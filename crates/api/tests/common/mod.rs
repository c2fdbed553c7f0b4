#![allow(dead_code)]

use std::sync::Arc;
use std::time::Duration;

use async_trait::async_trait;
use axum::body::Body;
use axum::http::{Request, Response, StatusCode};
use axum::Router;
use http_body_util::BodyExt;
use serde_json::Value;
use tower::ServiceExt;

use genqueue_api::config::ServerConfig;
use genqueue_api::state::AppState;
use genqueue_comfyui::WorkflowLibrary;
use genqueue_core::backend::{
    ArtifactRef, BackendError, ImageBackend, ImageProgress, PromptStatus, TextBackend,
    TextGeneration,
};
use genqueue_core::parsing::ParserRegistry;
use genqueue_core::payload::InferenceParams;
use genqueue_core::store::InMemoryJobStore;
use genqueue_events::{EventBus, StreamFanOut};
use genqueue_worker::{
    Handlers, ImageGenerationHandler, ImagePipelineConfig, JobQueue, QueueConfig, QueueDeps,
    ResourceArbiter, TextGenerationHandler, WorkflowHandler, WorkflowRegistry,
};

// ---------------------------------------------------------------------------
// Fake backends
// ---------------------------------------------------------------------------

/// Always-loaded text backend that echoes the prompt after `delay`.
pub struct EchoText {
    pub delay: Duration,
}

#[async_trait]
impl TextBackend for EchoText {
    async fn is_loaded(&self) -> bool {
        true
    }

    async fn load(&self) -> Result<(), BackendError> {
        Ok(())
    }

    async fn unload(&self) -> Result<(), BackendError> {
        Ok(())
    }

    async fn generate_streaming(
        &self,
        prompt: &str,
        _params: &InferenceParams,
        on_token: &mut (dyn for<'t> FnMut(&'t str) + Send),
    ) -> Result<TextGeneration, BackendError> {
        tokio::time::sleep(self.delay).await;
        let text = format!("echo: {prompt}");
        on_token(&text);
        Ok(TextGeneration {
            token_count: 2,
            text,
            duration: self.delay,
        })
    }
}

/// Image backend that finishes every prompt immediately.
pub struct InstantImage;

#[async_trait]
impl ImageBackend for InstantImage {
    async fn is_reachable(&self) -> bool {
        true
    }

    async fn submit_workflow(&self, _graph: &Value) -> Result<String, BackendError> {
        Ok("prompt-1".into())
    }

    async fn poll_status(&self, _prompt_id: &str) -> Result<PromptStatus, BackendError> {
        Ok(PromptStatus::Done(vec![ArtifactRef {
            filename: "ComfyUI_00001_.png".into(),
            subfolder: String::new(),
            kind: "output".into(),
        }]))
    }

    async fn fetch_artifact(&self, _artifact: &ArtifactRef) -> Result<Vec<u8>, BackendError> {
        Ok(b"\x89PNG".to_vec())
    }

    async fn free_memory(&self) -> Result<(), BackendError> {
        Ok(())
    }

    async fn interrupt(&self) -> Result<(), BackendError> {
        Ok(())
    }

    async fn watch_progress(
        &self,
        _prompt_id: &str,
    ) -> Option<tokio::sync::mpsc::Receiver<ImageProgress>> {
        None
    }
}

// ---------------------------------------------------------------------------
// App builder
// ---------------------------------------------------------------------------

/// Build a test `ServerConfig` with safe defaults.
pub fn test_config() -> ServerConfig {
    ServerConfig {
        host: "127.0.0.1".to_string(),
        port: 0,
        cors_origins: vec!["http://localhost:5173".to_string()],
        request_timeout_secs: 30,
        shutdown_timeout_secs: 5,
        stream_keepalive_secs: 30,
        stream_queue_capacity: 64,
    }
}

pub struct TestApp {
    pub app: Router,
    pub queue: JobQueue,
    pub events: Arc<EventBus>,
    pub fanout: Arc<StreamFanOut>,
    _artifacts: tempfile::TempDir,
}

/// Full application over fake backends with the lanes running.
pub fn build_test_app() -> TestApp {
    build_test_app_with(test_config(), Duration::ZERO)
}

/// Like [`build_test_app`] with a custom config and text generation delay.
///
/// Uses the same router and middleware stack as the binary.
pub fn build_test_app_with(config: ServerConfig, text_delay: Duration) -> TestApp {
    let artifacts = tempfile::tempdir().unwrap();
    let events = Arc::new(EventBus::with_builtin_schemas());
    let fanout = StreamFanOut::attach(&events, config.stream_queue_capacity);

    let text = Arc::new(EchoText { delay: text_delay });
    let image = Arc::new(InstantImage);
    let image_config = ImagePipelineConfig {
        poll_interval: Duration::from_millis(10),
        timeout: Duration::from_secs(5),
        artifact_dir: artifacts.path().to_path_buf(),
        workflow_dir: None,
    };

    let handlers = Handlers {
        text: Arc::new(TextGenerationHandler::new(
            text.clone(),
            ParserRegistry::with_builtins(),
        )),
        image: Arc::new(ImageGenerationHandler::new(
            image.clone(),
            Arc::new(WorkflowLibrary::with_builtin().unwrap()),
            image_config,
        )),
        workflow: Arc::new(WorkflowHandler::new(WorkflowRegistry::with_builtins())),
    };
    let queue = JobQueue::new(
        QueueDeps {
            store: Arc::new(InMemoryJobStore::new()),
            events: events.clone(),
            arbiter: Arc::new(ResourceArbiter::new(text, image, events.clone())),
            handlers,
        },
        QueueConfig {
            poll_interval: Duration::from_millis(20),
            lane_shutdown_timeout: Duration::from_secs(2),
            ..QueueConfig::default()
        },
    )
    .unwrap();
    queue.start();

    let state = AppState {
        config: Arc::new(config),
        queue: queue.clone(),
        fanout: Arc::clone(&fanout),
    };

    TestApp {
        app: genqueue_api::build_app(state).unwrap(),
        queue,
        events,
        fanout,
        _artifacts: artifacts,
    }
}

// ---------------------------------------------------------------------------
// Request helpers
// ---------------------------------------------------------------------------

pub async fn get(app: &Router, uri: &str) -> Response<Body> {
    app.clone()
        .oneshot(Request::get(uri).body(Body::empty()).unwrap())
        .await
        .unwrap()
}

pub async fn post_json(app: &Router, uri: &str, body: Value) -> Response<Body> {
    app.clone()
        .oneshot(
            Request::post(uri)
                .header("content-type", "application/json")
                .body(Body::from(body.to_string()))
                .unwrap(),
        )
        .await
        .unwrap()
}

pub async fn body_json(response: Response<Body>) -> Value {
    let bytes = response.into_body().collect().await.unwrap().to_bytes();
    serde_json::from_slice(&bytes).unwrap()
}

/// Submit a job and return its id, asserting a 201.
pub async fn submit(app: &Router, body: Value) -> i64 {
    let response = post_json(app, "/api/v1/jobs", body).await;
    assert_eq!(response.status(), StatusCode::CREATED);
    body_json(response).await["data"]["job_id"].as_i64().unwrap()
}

• • •

Directions –
Look through the entries above for the word "StatusCode". Copy every line where it shows up.

Written solution –
use axum::http::{Request, Response, StatusCode};
    assert_eq!(response.status(), StatusCode::CREATED);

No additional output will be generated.